* TASK DIRECTIONS
Copy out, from the data, each line containing the string "cached".

* DATA

****************************************

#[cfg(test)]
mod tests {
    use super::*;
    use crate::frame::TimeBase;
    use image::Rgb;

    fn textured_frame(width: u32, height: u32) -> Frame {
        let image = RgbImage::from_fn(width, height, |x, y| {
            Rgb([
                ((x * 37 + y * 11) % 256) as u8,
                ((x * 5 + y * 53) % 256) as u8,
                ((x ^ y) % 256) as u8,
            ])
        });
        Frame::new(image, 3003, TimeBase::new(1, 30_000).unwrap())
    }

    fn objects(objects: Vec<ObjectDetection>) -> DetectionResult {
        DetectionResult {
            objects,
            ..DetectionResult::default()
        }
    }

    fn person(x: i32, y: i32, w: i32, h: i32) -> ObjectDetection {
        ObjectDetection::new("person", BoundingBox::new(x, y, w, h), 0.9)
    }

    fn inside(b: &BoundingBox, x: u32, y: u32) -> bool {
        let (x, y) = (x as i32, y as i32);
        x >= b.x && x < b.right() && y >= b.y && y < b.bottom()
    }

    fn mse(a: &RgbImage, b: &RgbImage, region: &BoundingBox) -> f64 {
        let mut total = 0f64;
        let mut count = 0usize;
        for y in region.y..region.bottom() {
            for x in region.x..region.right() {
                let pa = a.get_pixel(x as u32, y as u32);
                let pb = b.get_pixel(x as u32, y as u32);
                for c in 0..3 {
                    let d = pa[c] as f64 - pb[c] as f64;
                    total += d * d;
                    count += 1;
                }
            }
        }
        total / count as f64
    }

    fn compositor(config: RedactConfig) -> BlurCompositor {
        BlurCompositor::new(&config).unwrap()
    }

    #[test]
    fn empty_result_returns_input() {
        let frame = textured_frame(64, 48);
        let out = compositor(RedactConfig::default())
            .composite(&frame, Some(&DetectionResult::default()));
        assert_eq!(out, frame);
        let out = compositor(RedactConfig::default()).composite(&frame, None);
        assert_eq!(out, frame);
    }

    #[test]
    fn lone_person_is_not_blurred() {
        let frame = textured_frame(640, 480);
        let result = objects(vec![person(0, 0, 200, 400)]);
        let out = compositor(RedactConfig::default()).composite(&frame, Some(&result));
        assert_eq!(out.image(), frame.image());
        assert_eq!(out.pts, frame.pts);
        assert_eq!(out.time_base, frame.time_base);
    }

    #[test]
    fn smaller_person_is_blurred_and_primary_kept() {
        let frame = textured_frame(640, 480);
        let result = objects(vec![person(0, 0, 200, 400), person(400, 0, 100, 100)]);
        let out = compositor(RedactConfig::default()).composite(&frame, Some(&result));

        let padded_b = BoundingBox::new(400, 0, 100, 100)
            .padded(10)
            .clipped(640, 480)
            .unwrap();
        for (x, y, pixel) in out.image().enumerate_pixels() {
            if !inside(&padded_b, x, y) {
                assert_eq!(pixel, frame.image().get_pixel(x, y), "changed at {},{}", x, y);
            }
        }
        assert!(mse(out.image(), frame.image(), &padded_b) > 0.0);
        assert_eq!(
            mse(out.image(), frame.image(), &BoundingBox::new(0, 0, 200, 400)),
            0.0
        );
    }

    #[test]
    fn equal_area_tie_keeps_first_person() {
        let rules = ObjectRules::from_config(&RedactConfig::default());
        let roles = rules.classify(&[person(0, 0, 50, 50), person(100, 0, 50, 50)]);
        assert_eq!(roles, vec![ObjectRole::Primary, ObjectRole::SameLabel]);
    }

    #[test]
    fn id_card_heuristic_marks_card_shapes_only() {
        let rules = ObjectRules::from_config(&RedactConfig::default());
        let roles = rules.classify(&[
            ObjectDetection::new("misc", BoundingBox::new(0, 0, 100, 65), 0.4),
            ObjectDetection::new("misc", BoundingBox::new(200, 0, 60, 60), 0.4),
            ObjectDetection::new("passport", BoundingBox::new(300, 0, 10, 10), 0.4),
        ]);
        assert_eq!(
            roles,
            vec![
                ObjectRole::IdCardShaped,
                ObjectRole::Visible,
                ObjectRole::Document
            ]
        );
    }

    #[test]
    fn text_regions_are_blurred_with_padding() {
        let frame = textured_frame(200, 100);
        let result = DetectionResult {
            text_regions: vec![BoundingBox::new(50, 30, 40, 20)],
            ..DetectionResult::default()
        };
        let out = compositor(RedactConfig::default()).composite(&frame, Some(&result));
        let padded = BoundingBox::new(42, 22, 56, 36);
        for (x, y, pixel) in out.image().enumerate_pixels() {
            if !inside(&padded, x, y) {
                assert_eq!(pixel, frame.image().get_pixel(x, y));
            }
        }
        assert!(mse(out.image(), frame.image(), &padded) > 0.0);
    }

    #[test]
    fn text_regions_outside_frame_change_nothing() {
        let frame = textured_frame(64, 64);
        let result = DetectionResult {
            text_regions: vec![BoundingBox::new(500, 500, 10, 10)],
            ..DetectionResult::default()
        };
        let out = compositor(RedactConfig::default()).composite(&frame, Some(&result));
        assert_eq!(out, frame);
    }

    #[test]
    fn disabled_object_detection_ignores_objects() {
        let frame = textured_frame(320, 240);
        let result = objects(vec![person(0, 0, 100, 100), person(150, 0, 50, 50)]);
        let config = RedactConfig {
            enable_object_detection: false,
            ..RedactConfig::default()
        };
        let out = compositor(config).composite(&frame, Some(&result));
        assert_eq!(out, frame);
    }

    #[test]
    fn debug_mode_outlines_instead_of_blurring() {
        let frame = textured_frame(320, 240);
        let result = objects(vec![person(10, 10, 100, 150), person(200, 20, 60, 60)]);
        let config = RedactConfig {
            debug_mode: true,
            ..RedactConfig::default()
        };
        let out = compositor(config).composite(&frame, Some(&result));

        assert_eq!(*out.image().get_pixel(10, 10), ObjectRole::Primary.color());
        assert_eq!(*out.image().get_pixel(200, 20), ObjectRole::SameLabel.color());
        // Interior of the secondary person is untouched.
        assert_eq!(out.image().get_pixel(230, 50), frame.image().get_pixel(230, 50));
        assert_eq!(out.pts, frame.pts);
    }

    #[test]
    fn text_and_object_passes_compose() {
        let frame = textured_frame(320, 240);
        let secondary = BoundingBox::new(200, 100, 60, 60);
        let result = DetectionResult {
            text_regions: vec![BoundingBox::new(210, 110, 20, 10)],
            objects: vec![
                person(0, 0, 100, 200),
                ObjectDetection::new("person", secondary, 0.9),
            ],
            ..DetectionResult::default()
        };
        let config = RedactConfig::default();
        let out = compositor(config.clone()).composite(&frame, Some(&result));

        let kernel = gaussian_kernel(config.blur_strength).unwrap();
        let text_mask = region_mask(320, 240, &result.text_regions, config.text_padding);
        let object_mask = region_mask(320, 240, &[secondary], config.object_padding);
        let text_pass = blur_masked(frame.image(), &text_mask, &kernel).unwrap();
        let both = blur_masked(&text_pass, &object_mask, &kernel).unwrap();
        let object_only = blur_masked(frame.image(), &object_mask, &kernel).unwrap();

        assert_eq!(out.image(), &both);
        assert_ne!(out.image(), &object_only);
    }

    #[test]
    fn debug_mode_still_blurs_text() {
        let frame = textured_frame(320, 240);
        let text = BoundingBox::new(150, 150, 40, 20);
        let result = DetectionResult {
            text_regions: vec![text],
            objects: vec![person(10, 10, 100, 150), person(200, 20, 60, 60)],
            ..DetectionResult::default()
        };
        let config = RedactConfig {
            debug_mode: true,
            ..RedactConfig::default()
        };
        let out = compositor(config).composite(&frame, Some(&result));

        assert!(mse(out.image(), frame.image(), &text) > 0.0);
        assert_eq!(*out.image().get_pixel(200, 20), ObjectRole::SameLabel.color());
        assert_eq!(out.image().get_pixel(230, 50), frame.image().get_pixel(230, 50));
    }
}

****************************************

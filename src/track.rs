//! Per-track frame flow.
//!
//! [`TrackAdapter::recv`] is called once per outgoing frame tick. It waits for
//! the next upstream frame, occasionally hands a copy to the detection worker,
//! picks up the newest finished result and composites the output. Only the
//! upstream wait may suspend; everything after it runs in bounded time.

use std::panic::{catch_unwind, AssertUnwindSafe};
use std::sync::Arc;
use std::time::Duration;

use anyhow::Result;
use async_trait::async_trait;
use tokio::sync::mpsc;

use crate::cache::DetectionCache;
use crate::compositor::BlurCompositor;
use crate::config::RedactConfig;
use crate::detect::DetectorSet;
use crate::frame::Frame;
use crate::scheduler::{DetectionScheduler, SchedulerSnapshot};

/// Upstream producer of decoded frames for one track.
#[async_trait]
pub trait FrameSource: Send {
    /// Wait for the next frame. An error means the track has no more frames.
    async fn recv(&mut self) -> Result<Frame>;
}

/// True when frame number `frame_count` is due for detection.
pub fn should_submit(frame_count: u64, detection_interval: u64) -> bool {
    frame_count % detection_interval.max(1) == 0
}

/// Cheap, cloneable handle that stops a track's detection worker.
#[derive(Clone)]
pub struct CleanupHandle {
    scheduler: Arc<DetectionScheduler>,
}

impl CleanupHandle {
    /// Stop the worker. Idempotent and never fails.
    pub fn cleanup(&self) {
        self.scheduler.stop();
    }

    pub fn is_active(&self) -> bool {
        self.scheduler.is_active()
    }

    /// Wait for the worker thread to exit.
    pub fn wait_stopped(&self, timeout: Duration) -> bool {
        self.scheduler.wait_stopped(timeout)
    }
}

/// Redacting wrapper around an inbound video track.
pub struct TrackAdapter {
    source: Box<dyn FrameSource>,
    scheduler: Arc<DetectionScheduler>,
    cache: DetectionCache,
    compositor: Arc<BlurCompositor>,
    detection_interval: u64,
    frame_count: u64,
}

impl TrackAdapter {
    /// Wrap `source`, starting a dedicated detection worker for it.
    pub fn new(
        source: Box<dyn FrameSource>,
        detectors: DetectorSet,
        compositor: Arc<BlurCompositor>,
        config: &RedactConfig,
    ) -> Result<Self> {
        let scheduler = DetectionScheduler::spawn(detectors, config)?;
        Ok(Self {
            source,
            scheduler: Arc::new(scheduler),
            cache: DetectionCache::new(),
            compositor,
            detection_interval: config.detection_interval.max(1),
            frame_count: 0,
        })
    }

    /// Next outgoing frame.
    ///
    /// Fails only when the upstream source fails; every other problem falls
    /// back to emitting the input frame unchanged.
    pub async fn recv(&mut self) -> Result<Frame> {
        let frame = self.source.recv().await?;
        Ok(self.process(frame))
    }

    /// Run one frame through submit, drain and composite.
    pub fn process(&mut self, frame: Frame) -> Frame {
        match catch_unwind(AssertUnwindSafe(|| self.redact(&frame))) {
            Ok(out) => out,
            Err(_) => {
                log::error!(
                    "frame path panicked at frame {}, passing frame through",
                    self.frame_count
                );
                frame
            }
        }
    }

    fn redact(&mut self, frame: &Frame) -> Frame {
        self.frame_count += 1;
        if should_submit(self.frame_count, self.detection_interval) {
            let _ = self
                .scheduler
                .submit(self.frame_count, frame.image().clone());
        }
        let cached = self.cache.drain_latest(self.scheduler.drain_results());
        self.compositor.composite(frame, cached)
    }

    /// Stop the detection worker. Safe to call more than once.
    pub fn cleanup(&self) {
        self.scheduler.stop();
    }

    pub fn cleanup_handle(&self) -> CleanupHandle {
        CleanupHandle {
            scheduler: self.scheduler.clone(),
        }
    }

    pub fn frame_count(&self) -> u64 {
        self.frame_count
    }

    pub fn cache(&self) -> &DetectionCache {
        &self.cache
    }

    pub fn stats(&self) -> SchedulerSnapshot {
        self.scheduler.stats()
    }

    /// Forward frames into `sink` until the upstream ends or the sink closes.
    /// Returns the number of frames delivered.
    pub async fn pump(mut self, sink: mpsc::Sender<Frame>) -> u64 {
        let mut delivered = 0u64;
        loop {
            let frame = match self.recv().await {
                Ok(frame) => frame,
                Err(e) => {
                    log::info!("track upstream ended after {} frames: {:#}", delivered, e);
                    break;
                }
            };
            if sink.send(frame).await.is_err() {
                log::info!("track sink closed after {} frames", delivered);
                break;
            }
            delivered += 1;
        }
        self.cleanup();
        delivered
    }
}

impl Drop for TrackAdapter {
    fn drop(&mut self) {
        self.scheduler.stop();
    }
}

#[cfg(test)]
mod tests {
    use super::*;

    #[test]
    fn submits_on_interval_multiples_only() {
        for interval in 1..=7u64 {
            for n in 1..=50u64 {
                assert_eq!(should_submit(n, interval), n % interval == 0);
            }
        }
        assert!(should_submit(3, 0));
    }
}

****************************************

* SOLVED PROBLEM
        let cached = self.cache.drain_latest(self.scheduler.drain_results());
        self.compositor.composite(frame, cached)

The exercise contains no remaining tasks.